[Collected data]
***

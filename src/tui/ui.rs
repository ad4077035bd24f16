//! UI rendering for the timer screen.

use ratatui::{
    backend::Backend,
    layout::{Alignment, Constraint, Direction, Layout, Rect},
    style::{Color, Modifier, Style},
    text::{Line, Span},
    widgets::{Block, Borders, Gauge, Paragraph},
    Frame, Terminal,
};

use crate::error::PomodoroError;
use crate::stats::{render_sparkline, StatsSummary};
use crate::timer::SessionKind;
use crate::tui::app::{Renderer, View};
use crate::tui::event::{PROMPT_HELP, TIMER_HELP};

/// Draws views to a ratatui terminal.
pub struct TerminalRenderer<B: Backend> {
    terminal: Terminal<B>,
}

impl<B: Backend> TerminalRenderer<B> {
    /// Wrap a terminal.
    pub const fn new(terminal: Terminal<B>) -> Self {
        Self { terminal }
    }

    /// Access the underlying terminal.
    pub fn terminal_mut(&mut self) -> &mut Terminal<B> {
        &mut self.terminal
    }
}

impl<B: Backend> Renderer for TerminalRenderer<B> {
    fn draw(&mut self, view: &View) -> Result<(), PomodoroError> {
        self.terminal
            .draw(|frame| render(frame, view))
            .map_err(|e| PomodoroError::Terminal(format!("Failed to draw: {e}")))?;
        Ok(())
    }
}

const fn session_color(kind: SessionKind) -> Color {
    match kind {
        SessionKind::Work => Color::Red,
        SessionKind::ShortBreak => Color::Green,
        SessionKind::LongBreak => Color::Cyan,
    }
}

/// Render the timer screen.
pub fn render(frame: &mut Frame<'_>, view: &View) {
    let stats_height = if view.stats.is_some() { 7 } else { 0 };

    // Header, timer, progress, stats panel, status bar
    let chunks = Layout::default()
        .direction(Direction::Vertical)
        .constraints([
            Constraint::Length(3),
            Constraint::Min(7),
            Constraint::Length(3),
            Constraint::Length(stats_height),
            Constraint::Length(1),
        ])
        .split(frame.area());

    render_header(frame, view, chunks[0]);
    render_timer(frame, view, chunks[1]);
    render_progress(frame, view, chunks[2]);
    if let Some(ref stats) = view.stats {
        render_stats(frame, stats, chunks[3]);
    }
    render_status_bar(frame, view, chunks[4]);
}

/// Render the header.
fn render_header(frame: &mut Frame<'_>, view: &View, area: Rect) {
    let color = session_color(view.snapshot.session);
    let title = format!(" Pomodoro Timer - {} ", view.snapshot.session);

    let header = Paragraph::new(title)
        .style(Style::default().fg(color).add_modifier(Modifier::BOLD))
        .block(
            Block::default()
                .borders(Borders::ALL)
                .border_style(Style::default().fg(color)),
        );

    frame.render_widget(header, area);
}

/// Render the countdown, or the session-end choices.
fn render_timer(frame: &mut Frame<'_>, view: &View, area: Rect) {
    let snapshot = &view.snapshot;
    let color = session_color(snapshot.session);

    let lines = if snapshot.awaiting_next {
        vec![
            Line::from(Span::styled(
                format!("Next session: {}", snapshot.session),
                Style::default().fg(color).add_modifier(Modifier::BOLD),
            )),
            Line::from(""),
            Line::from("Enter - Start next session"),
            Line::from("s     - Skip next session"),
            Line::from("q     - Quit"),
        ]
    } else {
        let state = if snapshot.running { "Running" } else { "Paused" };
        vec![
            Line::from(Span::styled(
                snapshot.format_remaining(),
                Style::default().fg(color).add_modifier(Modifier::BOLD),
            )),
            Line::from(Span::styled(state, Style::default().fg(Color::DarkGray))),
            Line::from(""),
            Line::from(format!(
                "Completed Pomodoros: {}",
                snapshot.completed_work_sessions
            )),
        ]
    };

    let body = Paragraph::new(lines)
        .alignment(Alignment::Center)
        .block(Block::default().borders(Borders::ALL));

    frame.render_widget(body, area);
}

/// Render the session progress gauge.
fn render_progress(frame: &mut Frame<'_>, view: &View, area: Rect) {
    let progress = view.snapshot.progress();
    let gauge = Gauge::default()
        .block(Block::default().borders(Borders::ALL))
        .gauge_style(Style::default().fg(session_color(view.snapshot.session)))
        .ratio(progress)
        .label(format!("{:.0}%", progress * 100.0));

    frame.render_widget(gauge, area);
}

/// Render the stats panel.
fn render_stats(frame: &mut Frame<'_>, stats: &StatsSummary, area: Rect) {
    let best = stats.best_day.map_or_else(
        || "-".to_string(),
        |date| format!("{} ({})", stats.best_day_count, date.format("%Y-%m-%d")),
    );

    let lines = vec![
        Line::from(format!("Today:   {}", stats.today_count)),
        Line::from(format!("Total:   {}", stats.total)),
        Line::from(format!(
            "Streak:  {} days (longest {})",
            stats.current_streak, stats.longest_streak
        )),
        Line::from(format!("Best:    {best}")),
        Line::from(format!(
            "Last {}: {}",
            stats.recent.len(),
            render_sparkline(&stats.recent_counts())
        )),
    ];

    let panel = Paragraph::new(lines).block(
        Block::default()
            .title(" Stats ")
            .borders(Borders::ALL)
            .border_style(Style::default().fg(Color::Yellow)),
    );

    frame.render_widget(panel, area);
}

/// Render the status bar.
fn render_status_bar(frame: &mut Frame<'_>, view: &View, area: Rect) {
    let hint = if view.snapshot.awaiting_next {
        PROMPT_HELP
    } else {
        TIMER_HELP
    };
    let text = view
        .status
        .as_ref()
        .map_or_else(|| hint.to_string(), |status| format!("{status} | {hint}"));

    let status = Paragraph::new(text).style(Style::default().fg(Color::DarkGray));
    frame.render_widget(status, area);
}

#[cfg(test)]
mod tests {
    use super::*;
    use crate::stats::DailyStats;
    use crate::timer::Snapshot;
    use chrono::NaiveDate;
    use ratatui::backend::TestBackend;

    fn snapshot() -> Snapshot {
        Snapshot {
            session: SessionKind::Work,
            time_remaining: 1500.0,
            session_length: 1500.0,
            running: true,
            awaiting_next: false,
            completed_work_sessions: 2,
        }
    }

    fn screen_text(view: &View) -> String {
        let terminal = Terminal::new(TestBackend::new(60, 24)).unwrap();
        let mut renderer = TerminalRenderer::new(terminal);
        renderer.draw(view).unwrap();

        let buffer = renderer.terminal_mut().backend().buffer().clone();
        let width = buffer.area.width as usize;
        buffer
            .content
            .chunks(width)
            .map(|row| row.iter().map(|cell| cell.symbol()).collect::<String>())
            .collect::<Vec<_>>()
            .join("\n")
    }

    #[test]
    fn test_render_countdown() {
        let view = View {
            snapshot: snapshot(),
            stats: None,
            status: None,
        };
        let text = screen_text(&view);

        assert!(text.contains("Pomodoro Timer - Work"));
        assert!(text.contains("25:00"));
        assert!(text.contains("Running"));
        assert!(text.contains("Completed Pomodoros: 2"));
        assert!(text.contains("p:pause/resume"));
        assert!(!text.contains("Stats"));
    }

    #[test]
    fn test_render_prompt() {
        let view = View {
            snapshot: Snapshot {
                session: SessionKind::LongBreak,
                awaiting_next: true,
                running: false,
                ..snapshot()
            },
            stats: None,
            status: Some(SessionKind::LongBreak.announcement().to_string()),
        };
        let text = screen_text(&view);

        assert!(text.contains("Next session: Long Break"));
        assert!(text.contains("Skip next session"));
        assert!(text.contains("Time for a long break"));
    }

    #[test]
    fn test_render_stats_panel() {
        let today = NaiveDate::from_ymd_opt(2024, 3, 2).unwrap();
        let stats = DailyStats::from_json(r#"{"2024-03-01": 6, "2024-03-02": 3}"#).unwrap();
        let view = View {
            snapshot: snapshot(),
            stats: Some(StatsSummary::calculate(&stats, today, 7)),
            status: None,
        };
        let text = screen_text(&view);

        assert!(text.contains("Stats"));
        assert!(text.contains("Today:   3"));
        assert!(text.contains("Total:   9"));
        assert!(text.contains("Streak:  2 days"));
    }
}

***

» PROBLEM STATEMENT: The entries are to be duplicated exactly, with nothing changed.

» EXERCISE RESULT:
filename src/tui/ui.rs
repository ad4077035bd24f16
//! UI rendering for the timer screen.

use ratatui::{
    backend::Backend,
    layout::{Alignment, Constraint, Direction, Layout, Rect},
    style::{Color, Modifier, Style},
    text::{Line, Span},
    widgets::{Block, Borders, Gauge, Paragraph},
    Frame, Terminal,
};

use crate::error::PomodoroError;
use crate::stats::{render_sparkline, StatsSummary};
use crate::timer::SessionKind;
use crate::tui::app::{Renderer, View};
use crate::tui::event::{PROMPT_HELP, TIMER_HELP};

/// Draws views to a ratatui terminal.
pub struct TerminalRenderer<B: Backend> {
    terminal: Terminal<B>,
}

impl<B: Backend> TerminalRenderer<B> {
    /// Wrap a terminal.
    pub const fn new(terminal: Terminal<B>) -> Self {
        Self { terminal }
    }

    /// Access the underlying terminal.
    pub fn terminal_mut(&mut self) -> &mut Terminal<B> {
        &mut self.terminal
    }
}

impl<B: Backend> Renderer for TerminalRenderer<B> {
    fn draw(&mut self, view: &View) -> Result<(), PomodoroError> {
        self.terminal
            .draw(|frame| render(frame, view))
            .map_err(|e| PomodoroError::Terminal(format!("Failed to draw: {e}")))?;
        Ok(())
    }
}

const fn session_color(kind: SessionKind) -> Color {
    match kind {
        SessionKind::Work => Color::Red,
        SessionKind::ShortBreak => Color::Green,
        SessionKind::LongBreak => Color::Cyan,
    }
}

/// Render the timer screen.
pub fn render(frame: &mut Frame<'_>, view: &View) {
    let stats_height = if view.stats.is_some() { 7 } else { 0 };

    // Header, timer, progress, stats panel, status bar
    let chunks = Layout::default()
        .direction(Direction::Vertical)
        .constraints([
            Constraint::Length(3),
            Constraint::Min(7),
            Constraint::Length(3),
            Constraint::Length(stats_height),
            Constraint::Length(1),
        ])
        .split(frame.area());

    render_header(frame, view, chunks[0]);
    render_timer(frame, view, chunks[1]);
    render_progress(frame, view, chunks[2]);
    if let Some(ref stats) = view.stats {
        render_stats(frame, stats, chunks[3]);
    }
    render_status_bar(frame, view, chunks[4]);
}

/// Render the header.
fn render_header(frame: &mut Frame<'_>, view: &View, area: Rect) {
    let color = session_color(view.snapshot.session);
    let title = format!(" Pomodoro Timer - {} ", view.snapshot.session);

    let header = Paragraph::new(title)
        .style(Style::default().fg(color).add_modifier(Modifier::BOLD))
        .block(
            Block::default()
                .borders(Borders::ALL)
                .border_style(Style::default().fg(color)),
        );

    frame.render_widget(header, area);
}

/// Render the countdown, or the session-end choices.
fn render_timer(frame: &mut Frame<'_>, view: &View, area: Rect) {
    let snapshot = &view.snapshot;
    let color = session_color(snapshot.session);

    let lines = if snapshot.awaiting_next {
        vec![
            Line::from(Span::styled(
                format!("Next session: {}", snapshot.session),
                Style::default().fg(color).add_modifier(Modifier::BOLD),
            )),
            Line::from(""),
            Line::from("Enter - Start next session"),
            Line::from("s     - Skip next session"),
            Line::from("q     - Quit"),
        ]
    } else {
        let state = if snapshot.running { "Running" } else { "Paused" };
        vec![
            Line::from(Span::styled(
                snapshot.format_remaining(),
                Style::default().fg(color).add_modifier(Modifier::BOLD),
            )),
            Line::from(Span::styled(state, Style::default().fg(Color::DarkGray))),
            Line::from(""),
            Line::from(format!(
                "Completed Pomodoros: {}",
                snapshot.completed_work_sessions
            )),
        ]
    };

    let body = Paragraph::new(lines)
        .alignment(Alignment::Center)
        .block(Block::default().borders(Borders::ALL));

    frame.render_widget(body, area);
}

/// Render the session progress gauge.
fn render_progress(frame: &mut Frame<'_>, view: &View, area: Rect) {
    let progress = view.snapshot.progress();
    let gauge = Gauge::default()
        .block(Block::default().borders(Borders::ALL))
        .gauge_style(Style::default().fg(session_color(view.snapshot.session)))
        .ratio(progress)
        .label(format!("{:.0}%", progress * 100.0));

    frame.render_widget(gauge, area);
}

/// Render the stats panel.
fn render_stats(frame: &mut Frame<'_>, stats: &StatsSummary, area: Rect) {
    let best = stats.best_day.map_or_else(
        || "-".to_string(),
        |date| format!("{} ({})", stats.best_day_count, date.format("%Y-%m-%d")),
    );

    let lines = vec![
        Line::from(format!("Today:   {}", stats.today_count)),
        Line::from(format!("Total:   {}", stats.total)),
        Line::from(format!(
            "Streak:  {} days (longest {})",
            stats.current_streak, stats.longest_streak
        )),
        Line::from(format!("Best:    {best}")),
        Line::from(format!(
            "Last {}: {}",
            stats.recent.len(),
            render_sparkline(&stats.recent_counts())
        )),
    ];

    let panel = Paragraph::new(lines).block(
        Block::default()
            .title(" Stats ")
            .borders(Borders::ALL)
            .border_style(Style::default().fg(Color::Yellow)),
    );

    frame.render_widget(panel, area);
}

/// Render the status bar.
fn render_status_bar(frame: &mut Frame<'_>, view: &View, area: Rect) {
    let hint = if view.snapshot.awaiting_next {
        PROMPT_HELP
    } else {
        TIMER_HELP
    };
    let text = view
        .status
        .as_ref()
        .map_or_else(|| hint.to_string(), |status| format!("{status} | {hint}"));

    let status = Paragraph::new(text).style(Style::default().fg(Color::DarkGray));
    frame.render_widget(status, area);
}

#[cfg(test)]
mod tests {
    use super::*;
    use crate::stats::DailyStats;
    use crate::timer::Snapshot;
    use chrono::NaiveDate;
    use ratatui::backend::TestBackend;

    fn snapshot() -> Snapshot {
        Snapshot {
            session: SessionKind::Work,
            time_remaining: 1500.0,
            session_length: 1500.0,
            running: true,
            awaiting_next: false,
            completed_work_sessions: 2,
        }
    }

    fn screen_text(view: &View) -> String {
        let terminal = Terminal::new(TestBackend::new(60, 24)).unwrap();
        let mut renderer = TerminalRenderer::new(terminal);
        renderer.draw(view).unwrap();

        let buffer = renderer.terminal_mut().backend().buffer().clone();
        let width = buffer.area.width as usize;
        buffer
            .content
            .chunks(width)
            .map(|row| row.iter().map(|cell| cell.symbol()).collect::<String>())
            .collect::<Vec<_>>()
            .join("\n")
    }

    #[test]
    fn test_render_countdown() {
        let view = View {
            snapshot: snapshot(),
            stats: None,
            status: None,
        };
        let text = screen_text(&view);

        assert!(text.contains("Pomodoro Timer - Work"));
        assert!(text.contains("25:00"));
        assert!(text.contains("Running"));
        assert!(text.contains("Completed Pomodoros: 2"));
        assert!(text.contains("p:pause/resume"));
        assert!(!text.contains("Stats"));
    }

    #[test]
    fn test_render_prompt() {
        let view = View {
            snapshot: Snapshot {
                session: SessionKind::LongBreak,
                awaiting_next: true,
                running: false,
                ..snapshot()
            },
            stats: None,
            status: Some(SessionKind::LongBreak.announcement().to_string()),
        };
        let text = screen_text(&view);

        assert!(text.contains("Next session: Long Break"));
        assert!(text.contains("Skip next session"));
        assert!(text.contains("Time for a long break"));
    }

    #[test]
    fn test_render_stats_panel() {
        let today = NaiveDate::from_ymd_opt(2024, 3, 2).unwrap();
        let stats = DailyStats::from_json(r#"{"2024-03-01": 6, "2024-03-02": 3}"#).unwrap();
        let view = View {
            snapshot: snapshot(),
            stats: Some(StatsSummary::calculate(&stats, today, 7)),
            status: None,
        };
        let text = screen_text(&view);

        assert!(text.contains("Stats"));
        assert!(text.contains("Today:   3"));
        assert!(text.contains("Total:   9"));
        assert!(text.contains("Streak:  2 days"));
    }
}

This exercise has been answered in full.